The Hospital Consumer Assessment of Healthcare Providers and Systems survey collects information from over 2,500 hospitals and allows CMS to report ten measures of patient satisfaction in addition to 26 quality measures with more to come.
This has been well covered in the blogosphere. Avery Comarow, the editor of U.S. News’s annual Best Hospitals issue, fully explores the HCAHPS survey and the Hospital Compare website:
Here’s how it will work: No more than six weeks after they are discharged, adult patients who spent at least one night in a hospital (omitting those admitted for psychiatric reasons) will be surveyed by mail or phone. Each hospital will need to contact as many patients as needed to generate at least 300 completed responses per year to the 22-item questionnaire. Every month or quarter (it’s up to the hospital), each facility will report its results to the federal Center for Medicare and Medicaid Services.

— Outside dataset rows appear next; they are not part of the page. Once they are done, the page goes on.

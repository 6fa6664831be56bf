use tracing_subscriber::{layer::SubscriberExt, util::SubscriberInitExt, EnvFilter};

pub fn init_logging() {
    let filter = EnvFilter::try_from_default_env()
        .unwrap_or_else(|_| EnvFilter::new("school_locator=info,tower_http=info"));

    tracing_subscriber::registry()
        .with(filter)
        .with(
            tracing_subscriber::fmt::layer()
                .with_target(false)
                .compact(),
        )
        .init();
}
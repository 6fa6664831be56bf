use serde::Serialize;

// Row as stored in the `schools` table.
#[derive(Debug, Clone, PartialEq, Serialize, sqlx::FromRow)]
pub struct SchoolRow {
    pub id: i64,
    pub name: String,
    pub address: String,
    pub latitude: f64,
    pub longitude: f64,
}

// Listing projection: the school plus its distance (km) from the query point.
#[derive(Debug, Clone, PartialEq, Serialize)]
pub struct SchoolDistanceRow {
    #[serde(flatten)]
    pub school: SchoolRow,
    pub distance: f64,
}
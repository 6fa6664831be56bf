pub const EARTH_RADIUS_KM: f64 = 6371.0;

/// Great-circle distance in kilometres between two points given in decimal degrees.
pub fn haversine_km(lat1: f64, lon1: f64, lat2: f64, lon2: f64) -> f64 {
    let to_rad = |deg: f64| deg.to_radians();
    let dlat = to_rad(lat2 - lat1);
    let dlon = to_rad(lon2 - lon1);
    let a = (dlat / 2.0).sin().powi(2)
        + to_rad(lat1).cos() * to_rad(lat2).cos() * (dlon / 2.0).sin().powi(2);
    let c = 2.0 * a.sqrt().atan2((1.0 - a).sqrt());
    EARTH_RADIUS_KM * c
}
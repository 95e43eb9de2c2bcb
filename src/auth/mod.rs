//! Authentication.
//!
//! # Data Flow
//! ```text
//! register/login:
//!     password.rs (hash / verify) → jwt.rs (issue token)
//!
//! protected request:
//!     middleware.rs (Bearer token) → jwt.rs (verify)
//!     → user still exists? → AuthUser extension → handler
//! ```

pub mod jwt;
pub mod middleware;
pub mod password;

use axum::http::StatusCode;
use axum::response::{IntoResponse, Response};
use thiserror::Error;

use crate::http::response::failure;

pub use jwt::{Claims, JwtHandler};
pub use middleware::{protect, AuthUser};
pub use password::{Argon2Hasher, PasswordHasher};

/// Authentication failures.
#[derive(Debug, Error)]
pub enum AuthError {
    #[error("Not authorized to access this route")]
    MissingToken,

    #[error("Invalid token")]
    InvalidToken,

    #[error("Token expired")]
    TokenExpired,

    #[error("The user belonging to this token no longer exists")]
    UserNotFound,

    #[error("failed to sign token: {0}")]
    Signing(#[source] jsonwebtoken::errors::Error),

    #[error("failed to hash password: {0}")]
    Hashing(String),

    #[error("user lookup failed: {0}")]
    Lookup(#[from] sqlx::Error),
}

impl IntoResponse for AuthError {
    fn into_response(self) -> Response {
        match self {
            AuthError::MissingToken
            | AuthError::InvalidToken
            | AuthError::TokenExpired
            | AuthError::UserNotFound => failure(StatusCode::UNAUTHORIZED, self.to_string()),
            AuthError::Signing(_) | AuthError::Hashing(_) | AuthError::Lookup(_) => {
                tracing::error!(error = %self, "Authentication failure");
                failure(StatusCode::INTERNAL_SERVER_ERROR, "Server error")
            }
        }
    }
}
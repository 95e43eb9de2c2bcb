//! Route protection.

use axum::{
    body::Body,
    extract::State,
    http::{header, Request},
    middleware::Next,
    response::Response,
};

use crate::auth::AuthError;
use crate::http::server::AppState;
use crate::models::User;

/// Authenticated caller, inserted into request extensions by [`protect`].
#[derive(Debug, Clone, Copy, PartialEq, Eq)]
pub struct AuthUser {
    pub id: i64,
}

/// Extract the token from `Authorization: Bearer <token>`.
pub fn bearer_token<B>(request: &Request<B>) -> Option<&str> {
    request
        .headers()
        .get(header::AUTHORIZATION)
        .and_then(|h| h.to_str().ok())
        .and_then(|s| s.strip_prefix("Bearer "))
        .map(str::trim)
        .filter(|t| !t.is_empty())
}

/// Require a valid token belonging to an existing user.
pub async fn protect(
    State(state): State<AppState>,
    mut request: Request<Body>,
    next: Next,
) -> Result<Response, AuthError> {
    let token = bearer_token(&request).ok_or(AuthError::MissingToken)?;
    let claims = state.jwt.validate_token(token)?;

    if !User::exists(&state.pool, claims.id).await? {
        tracing::debug!(user_id = claims.id, "Token for deleted user");
        return Err(AuthError::UserNotFound);
    }

    request.extensions_mut().insert(AuthUser { id: claims.id });
    Ok(next.run(request).await)
}

#[cfg(test)]
mod tests {
    use super::*;

    #[test]
    fn test_bearer_token_extraction() {
        let request = Request::get("/")
            .header(header::AUTHORIZATION, "Bearer abc.def.ghi")
            .body(())
            .unwrap();
        assert_eq!(bearer_token(&request), Some("abc.def.ghi"));

        let request = Request::get("/")
            .header(header::AUTHORIZATION, "Basic dXNlcjpwYXNz")
            .body(())
            .unwrap();
        assert_eq!(bearer_token(&request), None);

        let request = Request::get("/")
            .header(header::AUTHORIZATION, "Bearer ")
            .body(())
            .unwrap();
        assert_eq!(bearer_token(&request), None);

        let request = Request::get("/").body(()).unwrap();
        assert_eq!(bearer_token(&request), None);
    }
}
//! Request deadline enforcement.
//!
//! Downstream processing runs on its own task and races a one-shot timer.
//! Whichever side finishes first claims a single-assignment latch; only the
//! claimant may produce the response. A timed-out request is answered with
//! 503 while the downstream task keeps running and its late result is
//! dropped.
//!
//! ```text
//!            ┌────────────── spawn ──────────────┐
//! request ──▶│ downstream future ── claim latch ─┼─▶ response
//!            └───────────────────────────────────┘
//!                timer ──── claim latch ───────────▶ 503 timed out
//! ```

use std::future::Future;
use std::pin::Pin;
use std::sync::atomic::{AtomicBool, Ordering};
use std::sync::Arc;
use std::time::Duration;

use axum::{
    body::Body,
    extract::State,
    http::{Request, StatusCode},
    middleware::Next,
    response::Response,
};
use thiserror::Error;
use tokio::sync::oneshot;
use tokio::time::Sleep;

use crate::http::response::{failure, request_timed_out};
use crate::observability::metrics;

/// Why the guard could not hand back the downstream result.
#[derive(Debug, Error, PartialEq, Eq)]
pub enum DeadlineError {
    #[error("request exceeded its deadline of {0:?}")]
    Exceeded(Duration),

    #[error("downstream task ended without producing a response")]
    Aborted,
}

/// Marker inserted into responses produced by the timer path.
#[derive(Debug, Clone, Copy)]
pub struct RequestTimedOut;

/// Single-assignment "response already sent" flag.
#[derive(Debug, Clone, Default)]
pub struct ResponseLatch(Arc<AtomicBool>);

impl ResponseLatch {
    pub fn new() -> Self {
        Self::default()
    }

    /// Returns true for exactly one caller.
    pub fn claim(&self) -> bool {
        self.0
            .compare_exchange(false, true, Ordering::AcqRel, Ordering::Acquire)
            .is_ok()
    }

    pub fn is_claimed(&self) -> bool {
        self.0.load(Ordering::Acquire)
    }
}

/// One-shot timer that can be disarmed any number of times.
#[derive(Debug)]
pub struct DeadlineTimer {
    sleep: Option<Pin<Box<Sleep>>>,
    fired: bool,
}

impl DeadlineTimer {
    pub fn arm(bound: Duration) -> Self {
        Self {
            sleep: Some(Box::pin(tokio::time::sleep(bound))),
            fired: false,
        }
    }

    /// Stop the timer. No-op when already disarmed or fired.
    pub fn disarm(&mut self) {
        self.sleep = None;
    }

    pub fn is_armed(&self) -> bool {
        self.sleep.is_some()
    }

    pub fn has_fired(&self) -> bool {
        self.fired
    }

    /// Resolves when the timer fires; never resolves once disarmed.
    pub async fn expired(&mut self) {
        match self.sleep.as_mut() {
            Some(sleep) => {
                sleep.as_mut().await;
                self.sleep = None;
                self.fired = true;
            }
            None => std::future::pending().await,
        }
    }
}

/// Races downstream work against a fixed bound.
#[derive(Debug, Clone, Copy)]
pub struct DeadlineGuard {
    bound: Duration,
}

impl DeadlineGuard {
    pub fn new(bound: Duration) -> Self {
        Self { bound }
    }

    pub fn from_millis(ms: u64) -> Self {
        Self::new(Duration::from_millis(ms))
    }

    pub fn bound(&self) -> Duration {
        self.bound
    }

    /// Run `work` under the deadline.
    ///
    /// `work` is spawned and is never cancelled by the guard.
    pub async fn run<F>(&self, work: F) -> Result<F::Output, DeadlineError>
    where
        F: Future + Send + 'static,
        F::Output: Send + 'static,
    {
        let latch = ResponseLatch::new();
        let (tx, mut rx) = oneshot::channel();

        let task_latch = latch.clone();
        tokio::spawn(async move {
            let output = work.await;
            if task_latch.claim() {
                let _ = tx.send(output);
            } else {
                tracing::debug!("Discarding downstream result produced after the deadline");
            }
        });

        let mut timer = DeadlineTimer::arm(self.bound);
        let finished = tokio::select! {
            biased;
            result = &mut rx => Some(result),
            _ = timer.expired() => None,
        };
        timer.disarm();

        match finished {
            Some(Ok(output)) => Ok(output),
            Some(Err(_)) => Err(DeadlineError::Aborted),
            None if latch.claim() => Err(DeadlineError::Exceeded(self.bound)),
            // Downstream claimed the latch in the same instant the timer fired.
            None => rx.await.map_err(|_| DeadlineError::Aborted),
        }
    }
}

/// Middleware stage enforcing the request deadline.
pub async fn deadline_middleware(
    State(guard): State<DeadlineGuard>,
    request: Request<Body>,
    next: Next,
) -> Response {
    let method = request.method().clone();
    let path = request.uri().path().to_string();

    match guard.run(next.run(request)).await {
        Ok(response) => response,
        Err(DeadlineError::Exceeded(bound)) => {
            tracing::warn!(
                method = %method,
                path = %path,
                deadline_ms = bound.as_millis() as u64,
                "Request deadline exceeded"
            );
            metrics::record_deadline_exceeded();
            let mut response = request_timed_out();
            response.extensions_mut().insert(RequestTimedOut);
            response
        }
        Err(DeadlineError::Aborted) => {
            tracing::error!(method = %method, path = %path, "Downstream handler aborted");
            failure(StatusCode::INTERNAL_SERVER_ERROR, "Server error")
        }
    }
}

#[cfg(test)]
mod tests {
    use super::*;
    use axum::{body::to_bytes, routing::get, Router};
    use std::time::Instant;
    use tower::ServiceExt;

    #[test]
    fn test_latch_claims_once() {
        let latch = ResponseLatch::new();
        let other = latch.clone();
        assert!(latch.claim());
        assert!(!other.claim());
        assert!(!latch.claim());
        assert!(other.is_claimed());
    }

    #[tokio::test]
    async fn test_disarm_is_idempotent() {
        let mut timer = DeadlineTimer::arm(Duration::from_millis(10));
        timer.disarm();
        timer.disarm();
        assert!(!timer.is_armed());
        assert!(!timer.has_fired());

        let mut timer = DeadlineTimer::arm(Duration::from_millis(5));
        timer.expired().await;
        assert!(timer.has_fired());
        timer.disarm();
        assert!(!timer.is_armed());
    }

    #[tokio::test]
    async fn test_disarmed_timer_never_fires() {
        let mut timer = DeadlineTimer::arm(Duration::from_millis(5));
        timer.disarm();
        let res = tokio::time::timeout(Duration::from_millis(50), timer.expired()).await;
        assert!(res.is_err());
    }

    #[tokio::test]
    async fn test_fast_work_wins() {
        let guard = DeadlineGuard::from_millis(200);
        let result = guard
            .run(async {
                tokio::time::sleep(Duration::from_millis(10)).await;
                7
            })
            .await;
        assert_eq!(result, Ok(7));
    }

    #[tokio::test]
    async fn test_work_just_inside_bound_is_never_overridden() {
        let guard = DeadlineGuard::from_millis(100);
        let result = guard
            .run(async {
                tokio::time::sleep(Duration::from_millis(90)).await;
                1
            })
            .await;
        assert_eq!(result, Ok(1));

        // Sleep well past the bound; the disarmed timer never fires.
        let mut timer = DeadlineTimer::arm(Duration::from_millis(100));
        timer.disarm();
        let late = tokio::time::timeout(Duration::from_millis(150), timer.expired()).await;
        assert!(late.is_err());
        assert!(!timer.has_fired());
    }

    #[tokio::test]
    async fn test_middleware_keeps_response_past_bound() {
        let app = Router::new()
            .route(
                "/edge",
                get(|| async {
                    tokio::time::sleep(Duration::from_millis(90)).await;
                    "edge"
                }),
            )
            .layer(axum::middleware::from_fn_with_state(
                DeadlineGuard::from_millis(100),
                deadline_middleware,
            ));

        let response = app
            .oneshot(Request::get("/edge").body(Body::empty()).unwrap())
            .await
            .unwrap();
        tokio::time::sleep(Duration::from_millis(150)).await;

        assert_eq!(response.status(), StatusCode::OK);
        assert!(response.extensions().get::<RequestTimedOut>().is_none());
        let body = to_bytes(response.into_body(), usize::MAX).await.unwrap();
        assert_eq!(&body[..], b"edge");
    }

    #[tokio::test]
    async fn test_stalled_work_times_out_once() {
        let guard = DeadlineGuard::from_millis(50);
        let start = Instant::now();
        let result = guard.run(std::future::pending::<()>()).await;

        assert_eq!(result, Err(DeadlineError::Exceeded(Duration::from_millis(50))));
        assert!(start.elapsed() >= Duration::from_millis(50));
    }

    #[tokio::test]
    async fn test_timed_out_work_keeps_running() {
        let done = Arc::new(AtomicBool::new(false));
        let flag = done.clone();
        let guard = DeadlineGuard::from_millis(20);

        let result = guard
            .run(async move {
                tokio::time::sleep(Duration::from_millis(80)).await;
                flag.store(true, Ordering::SeqCst);
            })
            .await;
        assert!(matches!(result, Err(DeadlineError::Exceeded(_))));
        assert!(!done.load(Ordering::SeqCst));

        tokio::time::sleep(Duration::from_millis(200)).await;
        assert!(done.load(Ordering::SeqCst));
    }

    #[tokio::test]
    async fn test_panicking_work_is_reported() {
        let guard = DeadlineGuard::from_millis(500);
        let result = guard
            .run(async {
                panic!("boom");
            })
            .await;
        assert_eq!(result, Err::<(), _>(DeadlineError::Aborted));
    }

    fn app(bound_ms: u64) -> Router {
        Router::new()
            .route("/fast", get(|| async { "ok" }))
            .route(
                "/slow",
                get(|| async {
                    tokio::time::sleep(Duration::from_millis(300)).await;
                    "late"
                }),
            )
            .layer(axum::middleware::from_fn_with_state(
                DeadlineGuard::from_millis(bound_ms),
                deadline_middleware,
            ))
    }

    #[tokio::test]
    async fn test_middleware_passes_fast_response() {
        let response = app(200)
            .oneshot(Request::get("/fast").body(Body::empty()).unwrap())
            .await
            .unwrap();

        assert_eq!(response.status(), StatusCode::OK);
        assert!(response.extensions().get::<RequestTimedOut>().is_none());
        let body = to_bytes(response.into_body(), usize::MAX).await.unwrap();
        assert_eq!(&body[..], b"ok");
    }

    #[tokio::test]
    async fn test_middleware_answers_503_on_timeout() {
        let response = app(50)
            .oneshot(Request::get("/slow").body(Body::empty()).unwrap())
            .await
            .unwrap();

        assert_eq!(response.status(), StatusCode::SERVICE_UNAVAILABLE);
        assert!(response.extensions().get::<RequestTimedOut>().is_some());
        let body = to_bytes(response.into_body(), usize::MAX).await.unwrap();
        let json: serde_json::Value = serde_json::from_slice(&body).unwrap();
        assert_eq!(
            json,
            serde_json::json!({
                "success": false,
                "message": "Request timed out. Please try again later."
            })
        );
    }
}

CMS will adjust the responses to correct for patient age, size of the hospital, and other lurking biases. Results will be posted, hospital by hospital, for the most recent four quarters’ worth of data and will include national and state averages and other information to put the numbers into perspective. CMS says it will look closely at the survey responses, make on-site visits, and otherwise try to control hanky-panky. (Hospitals can continue to commission their own surveys and even put the questions on the federal survey, but the federal questions have to be listed first.)
Mr. Comarow also has a very nice review of the website and some tips on using the service. The Health Care Blog also covers the update. The Wall Street Journal‘s Health Blog humorously headlines that Hospital Quality Measurement Leaves the ‘Pong Era.’
Not everyone may agree with the utility provided by the updated Hospital Compare website—dare I say some may even be upset that patients are able to compare hospitals on such subjective measures as patient satisfaction? But this is a good thing—and if a hospital doesn’t like its reported data, the solution is simple: improve patient satisfaction.